MATERIAL FOR THIS TASK.

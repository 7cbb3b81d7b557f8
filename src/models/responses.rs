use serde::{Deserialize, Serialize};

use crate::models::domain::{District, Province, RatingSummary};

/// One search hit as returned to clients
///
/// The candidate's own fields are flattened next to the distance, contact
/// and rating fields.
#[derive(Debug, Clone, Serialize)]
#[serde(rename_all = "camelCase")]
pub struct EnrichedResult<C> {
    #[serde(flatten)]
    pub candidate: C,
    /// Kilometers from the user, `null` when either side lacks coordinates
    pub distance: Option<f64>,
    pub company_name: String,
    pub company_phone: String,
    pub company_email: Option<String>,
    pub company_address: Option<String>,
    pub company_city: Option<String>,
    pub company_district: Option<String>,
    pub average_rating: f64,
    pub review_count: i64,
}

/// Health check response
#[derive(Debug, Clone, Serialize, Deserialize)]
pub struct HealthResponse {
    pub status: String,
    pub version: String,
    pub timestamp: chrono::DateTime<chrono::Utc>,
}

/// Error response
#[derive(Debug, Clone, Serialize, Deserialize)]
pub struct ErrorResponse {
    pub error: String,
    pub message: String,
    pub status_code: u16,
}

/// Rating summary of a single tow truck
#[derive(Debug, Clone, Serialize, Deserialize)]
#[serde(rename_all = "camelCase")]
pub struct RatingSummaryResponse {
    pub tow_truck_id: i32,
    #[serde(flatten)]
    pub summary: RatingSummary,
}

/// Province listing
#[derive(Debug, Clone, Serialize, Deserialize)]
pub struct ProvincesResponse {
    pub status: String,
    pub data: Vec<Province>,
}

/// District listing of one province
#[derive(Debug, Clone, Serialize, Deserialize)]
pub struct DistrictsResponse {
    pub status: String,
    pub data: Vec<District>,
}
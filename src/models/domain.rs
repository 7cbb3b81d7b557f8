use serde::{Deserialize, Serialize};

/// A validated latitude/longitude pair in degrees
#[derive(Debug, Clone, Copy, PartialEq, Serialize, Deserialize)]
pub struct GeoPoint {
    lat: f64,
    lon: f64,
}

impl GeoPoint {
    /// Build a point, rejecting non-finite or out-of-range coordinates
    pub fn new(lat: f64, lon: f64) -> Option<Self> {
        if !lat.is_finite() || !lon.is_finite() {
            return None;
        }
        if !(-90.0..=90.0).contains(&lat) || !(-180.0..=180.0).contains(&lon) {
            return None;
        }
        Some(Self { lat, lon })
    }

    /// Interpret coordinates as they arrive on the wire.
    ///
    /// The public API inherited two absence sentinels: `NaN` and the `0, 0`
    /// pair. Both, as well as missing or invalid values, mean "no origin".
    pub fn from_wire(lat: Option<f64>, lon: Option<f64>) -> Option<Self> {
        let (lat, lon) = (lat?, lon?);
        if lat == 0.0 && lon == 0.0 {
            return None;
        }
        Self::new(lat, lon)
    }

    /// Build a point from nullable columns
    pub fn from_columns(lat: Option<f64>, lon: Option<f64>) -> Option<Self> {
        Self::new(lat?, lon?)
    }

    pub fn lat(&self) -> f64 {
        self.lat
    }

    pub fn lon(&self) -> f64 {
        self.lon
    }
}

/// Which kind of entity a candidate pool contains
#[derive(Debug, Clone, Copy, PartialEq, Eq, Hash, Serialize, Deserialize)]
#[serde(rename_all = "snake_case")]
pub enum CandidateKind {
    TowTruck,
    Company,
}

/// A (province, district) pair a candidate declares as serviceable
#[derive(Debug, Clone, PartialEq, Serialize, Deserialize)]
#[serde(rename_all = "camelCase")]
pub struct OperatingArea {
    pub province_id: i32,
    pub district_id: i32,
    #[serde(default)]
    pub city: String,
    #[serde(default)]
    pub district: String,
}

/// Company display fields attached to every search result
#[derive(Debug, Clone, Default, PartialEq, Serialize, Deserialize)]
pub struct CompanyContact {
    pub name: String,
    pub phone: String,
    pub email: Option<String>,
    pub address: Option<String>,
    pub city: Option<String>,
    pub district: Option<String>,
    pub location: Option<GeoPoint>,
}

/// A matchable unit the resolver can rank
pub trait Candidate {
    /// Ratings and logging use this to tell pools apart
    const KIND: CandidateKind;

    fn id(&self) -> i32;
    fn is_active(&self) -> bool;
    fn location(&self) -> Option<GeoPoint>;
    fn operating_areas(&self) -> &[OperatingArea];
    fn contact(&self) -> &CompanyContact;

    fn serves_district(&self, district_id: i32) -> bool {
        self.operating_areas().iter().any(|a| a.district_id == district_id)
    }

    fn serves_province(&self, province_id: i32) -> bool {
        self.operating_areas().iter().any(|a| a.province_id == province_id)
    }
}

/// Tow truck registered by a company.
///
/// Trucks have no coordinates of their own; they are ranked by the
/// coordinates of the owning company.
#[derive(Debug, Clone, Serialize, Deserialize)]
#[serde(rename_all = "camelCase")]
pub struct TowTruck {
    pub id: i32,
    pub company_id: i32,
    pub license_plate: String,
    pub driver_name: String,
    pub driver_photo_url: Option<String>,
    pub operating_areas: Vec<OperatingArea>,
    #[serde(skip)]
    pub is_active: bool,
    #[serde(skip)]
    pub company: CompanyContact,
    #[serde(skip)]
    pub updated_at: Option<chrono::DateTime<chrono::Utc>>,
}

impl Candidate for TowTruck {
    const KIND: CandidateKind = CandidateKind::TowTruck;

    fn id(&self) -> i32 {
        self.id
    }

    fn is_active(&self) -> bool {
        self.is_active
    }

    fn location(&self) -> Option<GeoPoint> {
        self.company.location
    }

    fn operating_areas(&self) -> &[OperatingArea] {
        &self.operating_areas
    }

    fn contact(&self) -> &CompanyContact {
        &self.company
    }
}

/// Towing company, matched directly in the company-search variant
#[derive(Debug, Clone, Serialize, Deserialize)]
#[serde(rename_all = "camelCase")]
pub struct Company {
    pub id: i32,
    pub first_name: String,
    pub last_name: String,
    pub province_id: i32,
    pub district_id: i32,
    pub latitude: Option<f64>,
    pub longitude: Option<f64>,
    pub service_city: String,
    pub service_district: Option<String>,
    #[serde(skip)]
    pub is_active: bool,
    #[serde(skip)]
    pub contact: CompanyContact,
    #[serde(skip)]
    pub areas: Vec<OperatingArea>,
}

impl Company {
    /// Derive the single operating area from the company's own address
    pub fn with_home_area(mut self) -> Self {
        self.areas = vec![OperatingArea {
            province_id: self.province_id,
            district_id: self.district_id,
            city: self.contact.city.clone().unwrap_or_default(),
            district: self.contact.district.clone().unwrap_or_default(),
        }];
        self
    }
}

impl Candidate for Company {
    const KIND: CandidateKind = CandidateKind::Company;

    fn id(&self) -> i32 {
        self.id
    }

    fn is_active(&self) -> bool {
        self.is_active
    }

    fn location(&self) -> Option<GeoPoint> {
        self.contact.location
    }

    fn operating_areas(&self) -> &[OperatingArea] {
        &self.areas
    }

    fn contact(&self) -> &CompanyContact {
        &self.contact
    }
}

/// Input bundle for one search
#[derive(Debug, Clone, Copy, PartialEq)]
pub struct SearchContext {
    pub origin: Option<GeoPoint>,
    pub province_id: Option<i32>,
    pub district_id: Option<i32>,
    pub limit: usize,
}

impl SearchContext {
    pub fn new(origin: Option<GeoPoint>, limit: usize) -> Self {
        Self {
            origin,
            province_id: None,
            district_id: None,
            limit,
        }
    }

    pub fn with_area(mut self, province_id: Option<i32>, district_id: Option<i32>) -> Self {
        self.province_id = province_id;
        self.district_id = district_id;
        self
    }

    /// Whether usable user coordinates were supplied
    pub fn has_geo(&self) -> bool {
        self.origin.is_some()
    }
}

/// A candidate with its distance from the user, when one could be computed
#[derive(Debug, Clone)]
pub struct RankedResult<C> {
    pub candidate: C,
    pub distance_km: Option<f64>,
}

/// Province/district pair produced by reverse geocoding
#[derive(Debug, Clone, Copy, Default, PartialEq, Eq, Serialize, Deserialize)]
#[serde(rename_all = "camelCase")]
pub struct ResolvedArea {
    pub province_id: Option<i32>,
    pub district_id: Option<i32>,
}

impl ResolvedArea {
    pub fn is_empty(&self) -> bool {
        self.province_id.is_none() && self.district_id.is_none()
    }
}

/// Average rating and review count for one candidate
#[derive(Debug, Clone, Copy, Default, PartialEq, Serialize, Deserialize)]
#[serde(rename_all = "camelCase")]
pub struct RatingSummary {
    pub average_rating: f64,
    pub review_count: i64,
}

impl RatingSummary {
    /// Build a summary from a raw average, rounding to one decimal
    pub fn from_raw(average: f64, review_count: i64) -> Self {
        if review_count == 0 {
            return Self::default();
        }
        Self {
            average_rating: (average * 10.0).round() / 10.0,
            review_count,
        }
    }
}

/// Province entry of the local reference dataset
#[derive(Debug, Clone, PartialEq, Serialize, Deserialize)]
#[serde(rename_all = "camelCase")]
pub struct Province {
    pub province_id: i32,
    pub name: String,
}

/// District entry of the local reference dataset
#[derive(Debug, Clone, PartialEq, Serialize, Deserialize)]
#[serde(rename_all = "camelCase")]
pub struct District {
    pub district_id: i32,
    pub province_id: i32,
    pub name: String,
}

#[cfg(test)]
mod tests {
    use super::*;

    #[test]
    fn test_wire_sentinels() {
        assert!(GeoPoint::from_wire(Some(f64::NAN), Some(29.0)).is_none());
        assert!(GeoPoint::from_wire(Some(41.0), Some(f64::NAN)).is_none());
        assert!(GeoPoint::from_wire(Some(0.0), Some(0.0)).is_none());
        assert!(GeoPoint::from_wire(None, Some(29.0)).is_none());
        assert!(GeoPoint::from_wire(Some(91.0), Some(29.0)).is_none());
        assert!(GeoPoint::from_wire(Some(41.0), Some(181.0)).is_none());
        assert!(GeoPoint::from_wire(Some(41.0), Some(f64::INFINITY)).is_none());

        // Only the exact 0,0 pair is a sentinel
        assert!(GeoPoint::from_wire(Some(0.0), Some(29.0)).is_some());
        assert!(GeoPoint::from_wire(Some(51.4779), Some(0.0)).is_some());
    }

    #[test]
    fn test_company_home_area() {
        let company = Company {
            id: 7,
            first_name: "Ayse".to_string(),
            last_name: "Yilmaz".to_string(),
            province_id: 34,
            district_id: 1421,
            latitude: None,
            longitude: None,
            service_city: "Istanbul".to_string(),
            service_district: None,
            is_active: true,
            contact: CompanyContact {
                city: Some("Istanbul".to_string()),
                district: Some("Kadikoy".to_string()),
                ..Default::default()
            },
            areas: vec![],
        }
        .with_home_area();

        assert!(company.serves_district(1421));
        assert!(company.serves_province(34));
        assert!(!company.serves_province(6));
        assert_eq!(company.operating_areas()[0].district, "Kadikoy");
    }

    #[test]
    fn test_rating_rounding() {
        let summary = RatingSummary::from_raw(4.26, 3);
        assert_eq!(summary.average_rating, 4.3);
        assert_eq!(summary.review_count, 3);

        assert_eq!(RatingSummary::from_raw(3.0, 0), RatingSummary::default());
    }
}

* * *

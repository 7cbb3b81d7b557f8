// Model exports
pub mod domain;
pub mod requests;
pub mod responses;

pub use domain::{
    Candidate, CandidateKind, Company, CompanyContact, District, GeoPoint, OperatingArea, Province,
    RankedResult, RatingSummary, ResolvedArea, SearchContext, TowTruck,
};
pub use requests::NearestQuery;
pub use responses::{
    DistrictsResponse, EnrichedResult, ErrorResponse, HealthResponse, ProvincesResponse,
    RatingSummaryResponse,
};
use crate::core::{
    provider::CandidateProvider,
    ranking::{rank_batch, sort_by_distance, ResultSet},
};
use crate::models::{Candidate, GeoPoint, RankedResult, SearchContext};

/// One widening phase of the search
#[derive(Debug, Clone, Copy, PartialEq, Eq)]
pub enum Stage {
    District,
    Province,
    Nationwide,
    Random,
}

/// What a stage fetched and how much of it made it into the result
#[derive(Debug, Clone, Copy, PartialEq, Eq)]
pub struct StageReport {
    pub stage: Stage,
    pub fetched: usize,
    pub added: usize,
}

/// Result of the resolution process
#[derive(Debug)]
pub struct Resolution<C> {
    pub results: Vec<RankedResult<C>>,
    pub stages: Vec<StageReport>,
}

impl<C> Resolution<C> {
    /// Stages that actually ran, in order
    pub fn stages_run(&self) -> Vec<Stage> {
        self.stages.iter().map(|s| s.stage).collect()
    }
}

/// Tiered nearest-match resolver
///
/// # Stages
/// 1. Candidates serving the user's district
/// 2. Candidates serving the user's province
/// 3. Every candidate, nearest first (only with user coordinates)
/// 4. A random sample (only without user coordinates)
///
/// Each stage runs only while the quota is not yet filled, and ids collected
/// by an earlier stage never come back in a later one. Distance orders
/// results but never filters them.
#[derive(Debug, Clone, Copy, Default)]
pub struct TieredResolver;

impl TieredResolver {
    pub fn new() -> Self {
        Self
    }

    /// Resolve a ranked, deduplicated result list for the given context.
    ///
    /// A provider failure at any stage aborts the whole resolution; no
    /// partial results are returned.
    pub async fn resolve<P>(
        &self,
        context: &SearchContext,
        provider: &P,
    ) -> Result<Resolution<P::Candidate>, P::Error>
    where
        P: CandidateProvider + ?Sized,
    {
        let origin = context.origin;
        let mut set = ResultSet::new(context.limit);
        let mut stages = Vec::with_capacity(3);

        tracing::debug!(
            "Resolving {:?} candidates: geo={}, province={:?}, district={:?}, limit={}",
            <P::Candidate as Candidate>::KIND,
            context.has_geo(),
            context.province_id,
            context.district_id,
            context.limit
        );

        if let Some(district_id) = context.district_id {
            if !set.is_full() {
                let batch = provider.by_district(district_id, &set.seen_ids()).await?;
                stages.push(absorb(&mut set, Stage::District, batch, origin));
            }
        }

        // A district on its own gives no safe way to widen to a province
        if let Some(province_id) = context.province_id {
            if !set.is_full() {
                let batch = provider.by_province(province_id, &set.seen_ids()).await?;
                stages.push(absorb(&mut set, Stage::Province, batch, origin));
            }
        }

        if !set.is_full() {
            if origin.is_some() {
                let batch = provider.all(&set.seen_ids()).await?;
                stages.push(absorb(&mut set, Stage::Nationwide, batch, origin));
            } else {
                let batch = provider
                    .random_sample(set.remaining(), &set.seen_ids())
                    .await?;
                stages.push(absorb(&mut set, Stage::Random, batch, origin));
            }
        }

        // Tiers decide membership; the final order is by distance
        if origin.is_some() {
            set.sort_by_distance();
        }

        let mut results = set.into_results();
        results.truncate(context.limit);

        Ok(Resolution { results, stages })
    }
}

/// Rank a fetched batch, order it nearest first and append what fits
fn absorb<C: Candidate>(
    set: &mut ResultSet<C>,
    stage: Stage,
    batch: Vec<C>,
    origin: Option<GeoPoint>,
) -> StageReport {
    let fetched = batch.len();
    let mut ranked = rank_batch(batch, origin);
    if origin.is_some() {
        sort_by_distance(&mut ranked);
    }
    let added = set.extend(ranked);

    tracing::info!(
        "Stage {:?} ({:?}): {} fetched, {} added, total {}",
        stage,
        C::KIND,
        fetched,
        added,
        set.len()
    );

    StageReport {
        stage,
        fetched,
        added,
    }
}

PROBLEM TO SOLVE. Copy each line above that contains the word "models".

EXERCISE SOLUTION.
filename src/models/responses.rs
use crate::models::domain::{District, Province, RatingSummary};
filename src/models/domain.rs
use crate::models::{Candidate, GeoPoint, RankedResult, SearchContext};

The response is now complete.